On May 19th, 2019, Vesakha was celebrated.  This day is also known as Buddha Jayanti, Buddha Purnima or Buddha Day.  This day celebrates a trilogy of the birth, enlightenment and death of Guatama Buddha. The celebration is usually held on the first full moon of the month of May.  The day of actual celebration will depend on the country and the moon cycle.

This celebration is an opportunity for the devout and regular followers to follow the eight precepts of the day.

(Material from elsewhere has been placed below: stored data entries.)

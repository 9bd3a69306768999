//! rescache - TTL-based, reference-aware resource cache for REST entities
//!
//! The cache sits between consumers and a REST API that serves typed
//! entities (projects, users, teams, collections) and ordered relations
//! between them (a team's projects, a collection's projects). It has two
//! halves:
//!
//! - the **store** ([`CacheStore`]) answers reads synchronously with whatever
//!   it knows, stale values included, and says what still needs fetching;
//! - the **coordinator** batches those fetch requests over a short window,
//!   deduplicates and chunks them, follows relation pagination, and writes
//!   the responses back in batches.
//!
//! # Example
//!
//! ```rust,no_run
//! use rescache::{ApiConfig, ResourceCache, Status};
//!
//! #[tokio::main]
//! async fn main() -> rescache::Result<()> {
//!     let cache = ResourceCache::builder()
//!         .rest(ApiConfig::new().token("my-persistent-token"))
//!         .build()?;
//!
//!     // Non-blocking: returns what is cached and queues a fetch.
//!     let team = cache.get("team", 74)?;
//!     assert_eq!(team.status, Status::Loading);
//!
//!     // Or wait for the relation and everything it references.
//!     let projects = cache.load_relation("team", 74, "projects").await?;
//!     println!("{} projects", projects.len());
//!     Ok(())
//! }
//! ```

pub mod api;
pub mod cache;
pub mod config;
mod coordinator;
pub mod error;
pub mod schema;
pub mod store;
pub mod telemetry;
pub mod types;

// Re-export main types at crate root
pub use api::{Page, ResourceApi, RestClient};
pub use cache::{ResourceCache, ResourceCacheBuilder};
pub use config::{ApiConfig, CacheConfig, Config};
pub use coordinator::merge_requests;
pub use error::{CacheError, Result};
pub use schema::{OrderDirection, RelationDef, RelationOrder, Schema, SchemaBuilder, TypeDef};
pub use store::{CacheStore, WriteTicket};
pub use types::{EntityId, FetchRequest, Lookup, Status};
//! Entity and relation records held by the store.

use std::collections::HashMap;

use serde_json::Value;
use tokio::time::Instant;

use crate::types::EntityId;

/// Monotonic tag attached to every write.
///
/// Fetches take a ticket when they are dispatched and direct writes take one
/// when they are made. A record refuses writes whose ticket is older than the
/// last one it applied, so a slow response cannot overwrite newer data.
#[derive(Debug, Clone, Copy, PartialEq, Eq, PartialOrd, Ord, Hash)]
pub struct WriteTicket(pub(crate) u64);

impl WriteTicket {
    pub fn get(self) -> u64 {
        self.0
    }
}

/// Freshness of a record at a given instant.
#[derive(Debug, Clone, Copy, PartialEq, Eq)]
pub(crate) enum Freshness {
    /// Never populated.
    Missing,
    /// Populated but past its TTL.
    Stale,
    Fresh,
}

/// Cached state of one `(type, id)`.
#[derive(Debug, Clone, Default)]
pub(crate) struct EntityRecord {
    /// Last known payload; `None` until the first write lands.
    pub value: Option<Value>,
    /// Set together with `value`.
    pub expires_at: Option<Instant>,
    /// Ticket of the last applied write or invalidation.
    pub written: u64,
    /// Set by invalidation, cleared by the next write.
    pub invalidated: bool,
    pub references: HashMap<String, RelationRecord>,
}

impl EntityRecord {
    pub fn freshness(&self, now: Instant) -> Freshness {
        match (&self.value, self.expires_at) {
            (Some(_), _) if self.invalidated => Freshness::Stale,
            (Some(_), Some(expires_at)) if now <= expires_at => Freshness::Fresh,
            (Some(_), Some(_)) => Freshness::Stale,
            _ => Freshness::Missing,
        }
    }
}

/// Cached id list of one relation of a record.
///
/// Expires independently of the records it points to.
#[derive(Debug, Clone)]
pub(crate) struct RelationRecord {
    pub ids: Vec<EntityId>,
    pub expires_at: Instant,
    pub written: u64,
    pub invalidated: bool,
}

impl RelationRecord {
    pub fn is_fresh(&self, now: Instant) -> bool {
        !self.invalidated && now <= self.expires_at
    }
}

Normally there are five precepts but on this day there are eight.  The eight precepts include the abstinence of taking life, stealing, sexual relations, lying, intoxicants, eating at the wrong time, entertainment, wearing adornments and cosmetics and finally, sleeping in high places.  The iconography includes flowers, candles and joss-sticks.  Because these items have a fixed beginning and end in their life cycle of use, they are symbolic of the demise of life through decay and destruction.

On this day, it is a true celebration of another trilogy.  It celebrates the Buddha, his teachings and his disciples.  There is also a ceremonious display of releasing birds, insects and animals into the wild.  This act represents the liberation of those held in captivity.  This is also a time to bring happiness to the sick, aged and physically challenged.  It is a time for great joy through the decorating of temples and the creation of grand public pieces.

In Indonesia, the day is known as Waisak Day and has been celebrated as a national holiday since 1983.  Indonesia celebrates the Waisak in different ways according to the location.

The great gathering of monks is at the Borobudar temple where there is the repeating of Mantras and much meditation.  The ceremony is three-tiered.  There is the eternal flame, the blessed water and then an offering of food to the monks.  The celebration culminates with the releasing of sky lanterns.  These lanterns symbolize light and enlightenment.  It is quite a visual effect to see the night sky littered with floating lights in the foreground of a full moon.

In Yogyakarta, there is the carnival of Kirab Agung Amisa Puja.  The parade consists of the participants wearing traditional Javanese clothing.  This garb choice is significant for cultural blends.  This ceremony also highlights fire and water.  The carnival winds down with prayers and sacred readings. 

Pekanbaru also has a parade.  This parade includes prayers.  These prayers are a little more diverse in their focus.  The prayers are made for the blessings of Indonesia and God Almighty, gods in general and Buddha. 

The second largest celebration is held at Muara Jambi Temple.  This celebrations hosts music, food and art.  Ironically this goes against one of the eight precepts.  This celebration also ends with the releasing of lanterns floating into the sky in the foreground of the full moon.  Even though there are variances in the celebration, Waisak day is a great way to embrace the various cultures of Indonesia and show support for differing beliefs in this great nation.